## [TASK OBJECTIVE]
Filter the entries for the word "else". Copy each line in which it occurs.

## [RAW DATA]
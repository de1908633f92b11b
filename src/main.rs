use actix_cors::Cors;
use actix_web::{middleware::Logger, web, App, HttpServer};

use genius_server::{app_state::AppState, config::Config, handlers};

const JSON_LIMIT_BYTES: usize = 50 * 1024 * 1024;

#[actix_web::main]
async fn main() -> std::io::Result<()> {
    dotenvy::dotenv().ok();
    env_logger::init();

    let config = Config::from_env();
    log::info!(
        "Genius Educational Software Backend starting on {}:{}",
        config.web_server_host,
        config.web_server_port
    );
    log::info!(
        "SendGrid API key: {}",
        if config.sendgrid_configured() { "configured" } else { "missing" }
    );
    log::info!(
        "Twilio credentials: {}",
        if config.twilio_configured() { "configured" } else { "missing" }
    );
    log::info!(
        "Claude API key: {}",
        if config.anthropic_configured() { "configured" } else { "missing" }
    );

    let bind_addr = (config.web_server_host.clone(), config.web_server_port);
    let state = AppState::new(config);

    HttpServer::new(move || {
        App::new()
            .app_data(web::Data::new(state.clone()))
            .app_data(web::JsonConfig::default().limit(JSON_LIMIT_BYTES))
            .wrap(Cors::permissive())
            .wrap(Logger::default())
            .service(handlers::index)
            .service(handlers::health)
            .service(handlers::generate_quiz)
            .service(handlers::send_quiz_materials)
            .default_service(web::route().to(handlers::not_found))
    })
    .bind(bind_addr)?
    .run()
    .await
}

## [WRITTEN ANSWER]
        if config.sendgrid_configured() { "configured" } else { "missing" }
        if config.twilio_configured() { "configured" } else { "missing" }
        if config.anthropic_configured() { "configured" } else { "missing" }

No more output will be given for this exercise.